impl InstallEngine {
    pub fn new(
        config: AppConfig,
        provider: Arc<dyn ReleaseProvider>,
        progress: ProgressSink,
    ) -> Self {
        Self {
            config,
            provider,
            progress,
        }
    }

    /// Install or switch to a multiplayer release.
    ///
    /// `force` bypasses the version cache and any skip-if-current shortcut,
    /// turning the call into a repair operation with a fresh download.
    pub async fn install_multiplayer(
        &self,
        version: &str,
        force: bool,
    ) -> CompanionResult<InstallOutcome> {
        let result = self.run_install(version, force).await;
        // A listener that only watches the channel must still learn the run
        // is over; the stream ends with the error, not mid-step.
        if let Err(e) = &result {
            self.progress
                .emit(format!("Installation failed: {e}"), None);
        }
        result
    }

    async fn run_install(&self, version: &str, force: bool) -> CompanionResult<InstallOutcome> {
        self.progress
            .emit(format!("Resolving version {version}..."), Some(2));
        let releases = self.provider.list_multiplayer_releases().await?;
        let release = releases
            .iter()
            .find(|r| r.version == version)
            .cloned()
            .ok_or_else(|| CompanionError::VersionNotFound(version.to_string()))?;

        let mods_dir = self.mods_dir()?;
        let cache = self.cache();

        if !force {
            if let Some(cached) = cache.restore(LogicalMod::MultiplayerMod, version) {
                return self
                    .install_from_cache(&release, &cached, &mods_dir, &cache)
                    .await;
            }
        }

        let work_root = work_root("multiplayer");
        let result = self
            .install_fresh(&release, &work_root, &mods_dir, &cache)
            .await;
        // Partial downloads and extractions never outlive the run.
        let _ = std::fs::remove_dir_all(&work_root);
        result
    }

    async fn install_from_cache(
        &self,
        release: &ReleaseDescriptor,
        cached: &Path,
        mods_dir: &Path,
        cache: &VersionCache,
    ) -> CompanionResult<InstallOutcome> {
        self.progress.emit(
            format!("Restoring {} from the version cache...", release.version),
            Some(40),
        );

        self.backup_installed(mods_dir, cache, LogicalMod::MultiplayerMod, Some(60))?;

        let target = self.multiplayer_target(mods_dir, &release.version);
        fsutil::ensure_empty_dir(&target)?;
        fsutil::copy_dir_recursive(cached, &target)?;
        self.progress
            .emit(format!("Restored {} from cache", release.version), Some(80));

        let dependency_error = self.install_dependencies(&target, release, mods_dir, cache).await;
        self.progress.emit("Install complete", Some(100));
        Ok(InstallOutcome {
            version: release.version.clone(),
            dependency_error,
        })
    }

    async fn install_fresh(
        &self,
        release: &ReleaseDescriptor,
        work_root: &Path,
        mods_dir: &Path,
        cache: &VersionCache,
    ) -> CompanionResult<InstallOutcome> {
        self.progress
            .emit(format!("Downloading {}...", release.version), Some(10));
        let archive_path = work_root.join(format!("multiplayer-{}.zip", release.version));
        self.provider
            .download(&release.download_url, &archive_path, &self.progress, 10, 60)
            .await?;

        self.progress.emit("Extracting...", Some(62));
        let extract_dir = work_root.join("extract");
        archive::extract_archive(&archive_path, &extract_dir)?;
        let payload = archive::locate_payload(&extract_dir)?;

        self.backup_installed(mods_dir, cache, LogicalMod::MultiplayerMod, Some(70))?;

        self.progress
            .emit(format!("Installing {}...", release.version), Some(80));
        let target = self.multiplayer_target(mods_dir, &release.version);
        fsutil::ensure_empty_dir(&target)?;
        fsutil::copy_dir_recursive(&payload, &target)?;
        info!("Installed multiplayer {} at {:?}", release.version, target);

        let dependency_error = self.install_dependencies(&target, release, mods_dir, cache).await;
        self.progress.emit("Install complete", Some(100));
        Ok(InstallOutcome {
            version: release.version.clone(),
            dependency_error,
        })
    }

    /// Copy every installed copy of `logical_mod` into the cache keyed by
    /// its own version, then remove the originals. Runs to completion before
    /// any new files land in the live tree.
    fn backup_installed(
        &self,
        mods_dir: &Path,
        cache: &VersionCache,
        logical_mod: LogicalMod,
        percent: Option<u8>,
    ) -> CompanionResult<()> {
        let installed = scan::installed_versions(mods_dir, logical_mod)?;
        for record in installed {
            self.progress.emit(
                format!(
                    "Backing up {} {}...",
                    record.logical_mod.cache_prefix(),
                    record.version
                ),
                percent,
            );
            cache.store(logical_mod, &record.version, &record.path)?;
            fsutil::remove_dir_if_present(&record.path)?;
        }
        Ok(())
    }

    /// Install the frameworks the new release depends on. Failures surface
    /// in the outcome instead of rolling back the primary install: the
    /// multiplayer mod is usable on its own in degraded form.
    async fn install_dependencies(
        &self,
        installed_dir: &Path,
        release: &ReleaseDescriptor,
        mods_dir: &Path,
        cache: &VersionCache,
    ) -> Option<String> {
        let (framework_pin, loader_pin) = declared_pins(installed_dir, release);
        let mut failures = Vec::new();

        self.progress
            .emit("Installing mod framework...", Some(85));
        if let Err(e) = self
            .install_mod_framework(&framework_pin, mods_dir, cache)
            .await
        {
            error!("Mod framework install failed: {e}");
            failures.push(format!("mod framework: {e}"));
        }

        self.progress
            .emit("Installing loader framework...", Some(92));
        if let Err(e) = self.install_loader_framework(&loader_pin).await {
            error!("Loader framework install failed: {e}");
            failures.push(format!("loader framework: {e}"));
        }

        if failures.is_empty() {
            None
        } else {
            Some(failures.join("; "))
        }
    }

    async fn install_mod_framework(
        &self,
        version: &str,
        mods_dir: &Path,
        cache: &VersionCache,
    ) -> CompanionResult<()> {
        let release = self.provider.mod_framework_release(version).await?;

        let installed = scan::installed_versions(mods_dir, LogicalMod::ModFramework)?;
        let current = installed
            .iter()
            .any(|r| normalize_version(&r.version) == normalize_version(&release.version));
        if current {
            info!(
                "Mod framework {} already installed, skipping",
                release.version
            );
            return Ok(());
        }

        let work_root = work_root("smods");
        let result = async {
            let archive_path = work_root.join(format!("smods-{}.zip", release.version));
            self.provider
                .download(&release.download_url, &archive_path, &self.progress, 85, 90)
                .await?;
            let extract_dir = work_root.join("extract");
            archive::extract_archive(&archive_path, &extract_dir)?;
            let payload = archive::locate_payload(&extract_dir)?;

            for record in installed {
                cache.store(LogicalMod::ModFramework, &record.version, &record.path)?;
                fsutil::remove_dir_if_present(&record.path)?;
            }

            let target = mods_dir.join(LEGACY_FRAMEWORK_DIR);
            fsutil::ensure_empty_dir(&target)?;
            fsutil::copy_dir_recursive(&payload, &target)?;
            info!("Installed mod framework {}", release.version);
            Ok(())
        }
        .await;
        let _ = std::fs::remove_dir_all(&work_root);
        result
    }

    async fn install_loader_framework(&self, version: &str) -> CompanionResult<()> {
        let game_dir = match paths::resolve_game_dir(&self.config) {
            paths::GameDirectory::Configured(dir) => dir,
            paths::GameDirectory::Unconfigured => {
                // Not an error: the user can point us at the game later and
                // the loader can be installed then.
                warn!("Game directory not configured; skipping loader framework install");
                self.progress
                    .emit("Game directory not set, loader framework skipped", None);
                return Ok(());
            }
        };

        if scan::is_loader_framework_installed(self.config.platform, &game_dir)
            && version.eq_ignore_ascii_case(LATEST)
        {
            info!("Loader framework already installed, skipping");
            return Ok(());
        }

        let release =
            self.provider
                .loader_framework_release(version, self.config.platform, self.config.arch)?;

        let work_root = work_root("lovely");
        let result = async {
            let file_name = release
                .download_url
                .rsplit('/')
                .next()
                .unwrap_or("lovely.zip")
                .to_string();
            let archive_path = work_root.join(&file_name);
            self.provider
                .download(&release.download_url, &archive_path, &self.progress, 92, 97)
                .await?;
            let extract_dir = work_root.join("extract");
            archive::extract_archive(&archive_path, &extract_dir)?;

            self.place_loader_files(&extract_dir, &game_dir)?;
            info!("Installed loader framework {}", release.version);
            Ok(())
        }
        .await;
        let _ = std::fs::remove_dir_all(&work_root);
        result
    }

    /// Copy the loader's files from the extraction dir into the game dir.
    /// Some release archives nest their payload one directory deep.
    fn place_loader_files(&self, extract_dir: &Path, game_dir: &Path) -> CompanionResult<()> {
        match self.config.platform {
            Platform::Windows | Platform::Linux => {
                let dll = find_extracted_file(extract_dir, "version.dll").ok_or_else(|| {
                    CompanionError::ExtractionFailed(
                        "loader archive did not contain version.dll".into(),
                    )
                })?;
                copy_file(&dll, &game_dir.join("version.dll"))
            }
            Platform::MacOs => {
                let dylib =
                    find_extracted_file(extract_dir, "liblovely.dylib").ok_or_else(|| {
                        CompanionError::ExtractionFailed(
                            "loader archive did not contain liblovely.dylib".into(),
                        )
                    })?;
                let script =
                    find_extracted_file(extract_dir, "run_lovely_macos.sh").ok_or_else(|| {
                        CompanionError::ExtractionFailed(
                            "loader archive did not contain run_lovely_macos.sh".into(),
                        )
                    })?;
                copy_file(&dylib, &game_dir.join("liblovely.dylib"))?;
                let script_dest = game_dir.join("run_lovely_macos.sh");
                copy_file(&script, &script_dest)?;
                make_executable(&script_dest)
            }
        }
    }

    /// Resolve a detected multiple-copies conflict: archive every installed
    /// multiplayer copy except one of `version` into the cache.
    pub fn keep_only_version(&self, version: &str) -> CompanionResult<String> {
        let mods_dir = self.mods_dir()?;
        let cache = self.cache();

        let records = scan::installed_versions(&mods_dir, LogicalMod::MultiplayerMod)?;
        if !records.iter().any(|r| r.version == version) {
            return Err(CompanionError::VersionNotFound(version.to_string()));
        }

        let mut kept = false;
        for record in records {
            if record.version == version && !kept {
                kept = true;
                continue;
            }
            info!(
                "Archiving conflicting multiplayer {} to the version cache",
                record.version
            );
            cache.store(LogicalMod::MultiplayerMod, &record.version, &record.path)?;
            fsutil::remove_dir_if_present(&record.path)?;
        }
        Ok(version.to_string())
    }

    fn mods_dir(&self) -> CompanionResult<PathBuf> {
        let dir = paths::mods_dir(&self.config);
        std::fs::create_dir_all(&dir).map_err(|source| CompanionError::DirectoryUnavailable {
            path: dir.clone(),
            source,
        })?;
        Ok(dir)
    }

    fn cache(&self) -> VersionCache {
        VersionCache::new(paths::version_cache_dir(&self.config))
    }

    fn multiplayer_target(&self, mods_dir: &Path, version: &str) -> PathBuf {
        mods_dir.join(format!("multiplayer-{version}"))
    }
}
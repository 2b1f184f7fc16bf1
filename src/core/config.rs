use std::path::PathBuf;

use serde::{Deserialize, Serialize};
use tracing::warn;

const APP_DIR_NAME: &str = "mp-companion";
const SETTINGS_FILE: &str = "settings.json";

/// Host operating system, detected once at startup and passed explicitly
/// into every path computation.
#[derive(Debug, Clone, Copy, PartialEq, Eq)]
pub enum Platform {
    Windows,
    MacOs,
    Linux,
}

impl Platform {
    pub fn current() -> Self {
        if cfg!(target_os = "windows") {
            Platform::Windows
        } else if cfg!(target_os = "macos") {
            Platform::MacOs
        } else {
            Platform::Linux
        }
    }
}

#[derive(Debug, Clone, Copy, PartialEq, Eq)]
pub enum Arch {
    X86_64,
    Aarch64,
}

impl Arch {
    pub fn current() -> Self {
        if cfg!(target_arch = "aarch64") {
            Arch::Aarch64
        } else {
            Arch::X86_64
        }
    }
}

/// User overrides consumed from the settings collaborator. The settings file
/// is a flat JSON blob read wholesale; only these two keys matter to the
/// engine.
#[derive(Debug, Clone, Default, Serialize, Deserialize)]
pub struct Overrides {
    /// User-confirmed game installation directory.
    #[serde(default)]
    pub game_dir: Option<PathBuf>,
    /// Linux only: the mods directory under the user's Proton prefix.
    #[serde(default)]
    pub linux_mods_dir: Option<PathBuf>,
}

/// Immutable configuration injected into the resolvers and the orchestrator.
#[derive(Debug, Clone)]
pub struct AppConfig {
    pub platform: Platform,
    pub arch: Arch,
    pub home_dir: PathBuf,
    pub overrides: Overrides,
}

impl AppConfig {
    /// Detect the running host and load overrides from the settings blob.
    pub fn detect() -> Self {
        let home_dir = dirs::home_dir().unwrap_or_else(|| PathBuf::from("."));
        let overrides = load_overrides().unwrap_or_default();
        Self {
            platform: Platform::current(),
            arch: Arch::current(),
            home_dir,
            overrides,
        }
    }

    /// Synthetic configuration for tests and embedding shells that manage
    /// settings themselves.
    pub fn with_home(platform: Platform, arch: Arch, home_dir: PathBuf) -> Self {
        Self {
            platform,
            arch,
            home_dir,
            overrides: Overrides::default(),
        }
    }

    pub fn with_overrides(mut self, overrides: Overrides) -> Self {
        self.overrides = overrides;
        self
    }
}

fn settings_path() -> PathBuf {
    dirs::config_dir()
        .unwrap_or_else(|| PathBuf::from("."))
        .join(APP_DIR_NAME)
        .join(SETTINGS_FILE)
}

fn load_overrides() -> Option<Overrides> {
    let path = settings_path();
    let raw = std::fs::read_to_string(&path).ok()?;
    match serde_json::from_str(&raw) {
        Ok(overrides) => Some(overrides),
        Err(e) => {
            warn!("Ignoring unreadable settings at {:?}: {}", path, e);
            None
        }
    }
}
// ─── Archive handling ───
// Release archives arrive as zip (Windows targets, GitHub zipballs) or
// tar.gz (macOS loader builds). Extraction always lands in a fresh temp
// directory; the payload is located afterwards.

use std::fs::File;
use std::path::{Path, PathBuf};

use flate2::read::GzDecoder;
use tar::Archive;
use tracing::debug;

use crate::core::error::{CompanionError, CompanionResult};
use crate::core::fsutil;

/// Unpack `archive` into `dest`, dispatching on the file extension.
pub fn extract_archive(archive: &Path, dest: &Path) -> CompanionResult<()> {
    fsutil::ensure_dir(dest)?;
    let name = archive
        .file_name()
        .map(|n| n.to_string_lossy().to_lowercase())
        .unwrap_or_default();

    if name.ends_with(".tar.gz") || name.ends_with(".tgz") {
        extract_tar_gz(archive, dest)
    } else {
        extract_zip(archive, dest)
    }
}

fn extract_zip(archive: &Path, dest: &Path) -> CompanionResult<()> {
    let file = File::open(archive).map_err(|source| CompanionError::Io {
        path: archive.to_path_buf(),
        source,
    })?;
    let mut zip = zip::ZipArchive::new(file)?;
    zip.extract(dest)?;
    debug!("Extracted zip {:?} -> {:?}", archive, dest);
    Ok(())
}

fn extract_tar_gz(archive: &Path, dest: &Path) -> CompanionResult<()> {
    let file = File::open(archive).map_err(|source| CompanionError::Io {
        path: archive.to_path_buf(),
        source,
    })?;
    let mut tar = Archive::new(GzDecoder::new(file));
    tar.unpack(dest)
        .map_err(|e| CompanionError::ExtractionFailed(format!("{:?}: {e}", archive)))?;
    debug!("Extracted tarball {:?} -> {:?}", archive, dest);
    Ok(())
}

/// Locate the install payload inside an extraction directory.
///
/// A single top-level directory is unwrapped so its contents install
/// directly (GitHub zipballs nest everything one level down). Zero entries
/// is an empty archive; any other shape installs as-is.
pub fn locate_payload(extract_dir: &Path) -> CompanionResult<PathBuf> {
    let entries = fsutil::list_entries(extract_dir)?;
    match entries.as_slice() {
        [] => Err(CompanionError::EmptyArchive),
        [single] if single.is_dir() => Ok(single.clone()),
        _ => Ok(extract_dir.to_path_buf()),
    }
}

#[cfg(test)]
pub(crate) mod test_support {
    use std::io::Write;

    /// Build an in-memory zip from (path, contents) pairs. Paths ending in
    /// `/` become directories.
    pub fn build_zip(entries: &[(&str, &str)]) -> Vec<u8> {
        let mut buf = std::io::Cursor::new(Vec::new());
        {
            let mut writer = zip::ZipWriter::new(&mut buf);
            let options = zip::write::SimpleFileOptions::default();
            for (path, contents) in entries {
                if path.ends_with('/') {
                    writer.add_directory(path.trim_end_matches('/'), options).unwrap();
                } else {
                    writer.start_file(*path, options).unwrap();
                    writer.write_all(contents.as_bytes()).unwrap();
                }
            }
            writer.finish().unwrap();
        }
        buf.into_inner()
    }
}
··········
Assignment — Pull from the data each line where the string "force" turns up.

Response to this task —
    /// `force` bypasses the version cache and any skip-if-current shortcut,
        force: bool,
        let result = self.run_install(version, force).await;
    async fn run_install(&self, version: &str, force: bool) -> CompanionResult<InstallOutcome> {
        if !force {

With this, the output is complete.